TIP -- if an over-busy life results in the arrival of February/March with no sweet-pea seeds sown and developed into plantlets, apply R J Harris's catch-up method. Soak the chosen seeds in water from the cold tap or a water butt for two-to-three hours before inserting them into the John Innes No 2 potting compost in the pots. This reduces the germination time by at least one week.
SEEDLINGS AND PLANTLETS IN AN UNHEATED CONSERVATORY, in which process there is no moon-phase content
develop the sown pots into pots of sweet-pea plantlets ready for planting out exactly as is described in SEEDLINGS AND PLANTLETS IN AN UNHEATED GREENHOUSE.

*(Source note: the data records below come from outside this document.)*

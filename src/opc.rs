//! The OPC UA adapter contract: the one external collaborator this crate depends on.
//!
//! The wire-level client (secure channel, session, binary codec) is out of scope; this module
//! only states the shape the core needs from it. Server-originated events are delivered over a
//! channel handed to the adapter at construction time rather than as C-style callbacks with a
//! context pointer (`SPEC_FULL.md` §9) — the core drains the receiving end from its own
//! dispatcher task.

use std::time::Duration;

use async_trait::async_trait;
use tokio::sync::mpsc;

use crate::{cache::Status, node_id::NodeId};

/// A typed classification of adapter failures.
///
/// Preferred over substring matching on an opaque message (`SPEC_FULL.md` §9); `Other` exists
/// for adapters that cannot yet offer a typed class and is the only variant the error handler's
/// substring fallback inspects.
#[derive(Clone, Debug, thiserror::Error)]
pub enum OpcError {
	/// The session is down; no read or subscription call can succeed until reconnection.
	#[error("disconnected from the OPC UA server")]
	Disconnected,
	/// The call did not complete within its deadline.
	#[error("operation timed out")]
	Timeout,
	/// The node exists but the server reported a bad status for it.
	#[error("node error: {0}")]
	NodeError(String),
	/// An adapter error that does not carry a typed class.
	#[error("{0}")]
	Other(String),
}
impl OpcError {
	/// Connection-class errors: session loss, the network being unreachable.
	pub fn is_connection_class(&self) -> bool {
		match self {
			Self::Disconnected => true,
			Self::Timeout | Self::NodeError(_) => false,
			Self::Other(message) => contains_any(message, CONNECTION_PATTERNS),
		}
	}

	/// Timeout-class errors.
	pub fn is_timeout_class(&self) -> bool {
		match self {
			Self::Timeout => true,
			Self::Disconnected | Self::NodeError(_) => false,
			Self::Other(message) => contains_any(message, TIMEOUT_PATTERNS),
		}
	}

	/// `connection-class ∪ timeout-class`; whether a retry might help.
	pub fn is_recoverable(&self) -> bool {
		self.is_connection_class() || self.is_timeout_class()
	}
}

const CONNECTION_PATTERNS: &[&str] =
	&["connection", "disconnected", "network", "unreachable", "refused", "closed"];
const TIMEOUT_PATTERNS: &[&str] = &["timeout", "timed out"];

fn contains_any(message: &str, patterns: &[&str]) -> bool {
	let lower = message.to_ascii_lowercase();

	patterns.iter().any(|pattern| lower.contains(pattern))
}

/// A single node's value as read from, or pushed by, the OPC UA server.
#[derive(Clone, Debug)]
pub struct NodeReading {
	/// Node identifier this reading is for.
	pub node_id: NodeId,
	/// The observed value, encoded as a string.
	pub value: String,
	/// `Good` or `Bad`.
	pub status: Status,
	/// Human-readable status phrase.
	pub reason: String,
	/// Millisecond Unix timestamp from the data source.
	pub source_timestamp_ms: i64,
}

/// Server-reported status for a subscription, mapped from the adapter's status code.
#[derive(Clone, Copy, Debug, Eq, PartialEq)]
pub enum SubscriptionStatus {
	/// The subscription is healthy.
	Good,
	/// The server reports the subscription id is no longer valid.
	BadSubscriptionIdInvalid,
	/// The underlying connection closed.
	BadConnectionClosed,
	/// Any other status code; treated conservatively as not-confirmed-active.
	Other,
}

/// A server-originated event, delivered over the channel returned by
/// [`event_channel`].
#[derive(Clone, Debug)]
pub enum OpcEvent {
	/// A monitored item's value changed.
	Notification {
		/// Subscription the notification arrived on.
		subscription_id: u32,
		/// Client handle identifying which monitored item changed.
		client_handle: u32,
		/// The new value.
		value: String,
		/// `Good` or `Bad`.
		status: Status,
		/// Human-readable status phrase.
		reason: String,
		/// Millisecond Unix timestamp from the data source.
		source_timestamp_ms: i64,
	},
	/// The server reported a status change for a subscription.
	SubscriptionStatusChange {
		/// Subscription the status applies to.
		subscription_id: u32,
		/// The mapped status.
		status: SubscriptionStatus,
	},
	/// The adapter's connection state changed.
	ConnectionStateChange {
		/// Whether the adapter is now connected.
		connected: bool,
	},
}

/// Sending half of the event channel; held by the adapter, used to push server-originated
/// events into the core.
pub type OpcEventSender = mpsc::Sender<OpcEvent>;
/// Receiving half of the event channel; held by the core's dispatcher task.
pub type OpcEventReceiver = mpsc::Receiver<OpcEvent>;

/// Construct the bounded channel an adapter and the core's dispatcher communicate over.
///
/// A bound keeps a stalled dispatcher from growing memory unboundedly; it is generous because
/// notifications are expected to be frequent and cheap to drain.
pub fn event_channel(capacity: usize) -> (OpcEventSender, OpcEventReceiver) {
	mpsc::channel(capacity)
}

/// The contract the core depends on (`SPEC_FULL.md` §6). An embedder implements this against
/// the real OPC UA wire client; the core only ever holds an `Arc<dyn OpcAdapter>`.
#[async_trait]
pub trait OpcAdapter: Send + Sync {
	/// Read one node synchronously, honoring `deadline`.
	async fn read_node(&self, node_id: &NodeId, deadline: Duration) -> Result<NodeReading, OpcError>;

	/// Read many nodes in one upstream call; the result order matches `node_ids`.
	async fn read_nodes(&self, node_ids: &[NodeId], deadline: Duration) -> Vec<Result<NodeReading, OpcError>>;

	/// Create a monitored item under `subscription_id` for `node_id`, using the given
	/// locally-minted `client_handle`. Returns the server-assigned item id.
	async fn add_monitored_item(
		&self,
		subscription_id: u32,
		node_id: &NodeId,
		client_handle: u32,
	) -> Result<u32, OpcError>;

	/// Remove a previously created monitored item.
	async fn remove_monitored_item(&self, subscription_id: u32, server_id: u32) -> Result<(), OpcError>;

	/// Create a new subscription, returning its server-assigned id.
	async fn create_subscription(&self) -> Result<u32, OpcError>;

	/// Establish (or re-establish) the session.
	async fn connect(&self) -> Result<(), OpcError>;

	/// Tear down the session.
	async fn disconnect(&self);

	/// Whether the adapter currently believes it holds a live session.
	fn is_connected(&self) -> bool;

	/// Pump network I/O and dispatch any pending callbacks for up to `max_wait`.
	///
	/// This is the mechanism that turns a silent, server-initiated disconnection into an
	/// observable state change (`SPEC_FULL.md` §4.6); the reconnection monitor calls this on
	/// every loop iteration regardless of perceived connection state.
	async fn run_iterate(&self, max_wait: Duration) -> Result<(), OpcError>;
}

#[cfg(test)]
mod tests {
	use super::*;

	#[test]
	fn typed_variants_classify_without_inspecting_text() {
		assert!(OpcError::Disconnected.is_connection_class());
		assert!(!OpcError::Disconnected.is_timeout_class());
		assert!(OpcError::Timeout.is_timeout_class());
		assert!(OpcError::Timeout.is_recoverable());
		assert!(!OpcError::NodeError("bad status".into()).is_recoverable());
	}

	#[test]
	fn other_variant_falls_back_to_substring_match() {
		assert!(OpcError::Other("Connection refused by peer".into()).is_connection_class());
		assert!(OpcError::Other("request TIMED OUT after 5s".into()).is_timeout_class());
		assert!(!OpcError::Other("node browse name invalid".into()).is_recoverable());
	}
}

SEEDLINGS AND PLANTLETS IN A COLD FRAME. Working within a cold frame -- and noting that in the procedure there is no moon-phase content -- prepare pots, sow them with the chosen sweet-pea seeds and produce fully-manipulated plantlets ready for planting out as is described in SEEDLINGS AND PLANTLETS IN AN UNHEATED GREENHOUSEX(use the back button to return to this point). In doing so, note
during the 24-hour (at least) acclimatisation period, when all resources achieve a common ambient temperature, keep the cold frame's lid fully closed
lodge the pots and their developing contents on the floor of the cold frame and keep them in that position until planting-out time
when nipping off the plantlets' growing tips and the side shoots' growing tips, do so whilst the plants in their pots remain within the cold frame. Do not lift the pots out of the cold frame in order to work upon their contents more conveniently and with greater personal comfort
keep the cold frame's lid shut tight, day and night, whenever the prevailing temperature is below 50oF
when the prevailing temperature is below 32oF, and frost sets in (particularly through the night), cover the cold frame with blankets, carpet, hessian or fleece to keep out the cold
when the temperature improves to 40oF or above, remove the protective coverings.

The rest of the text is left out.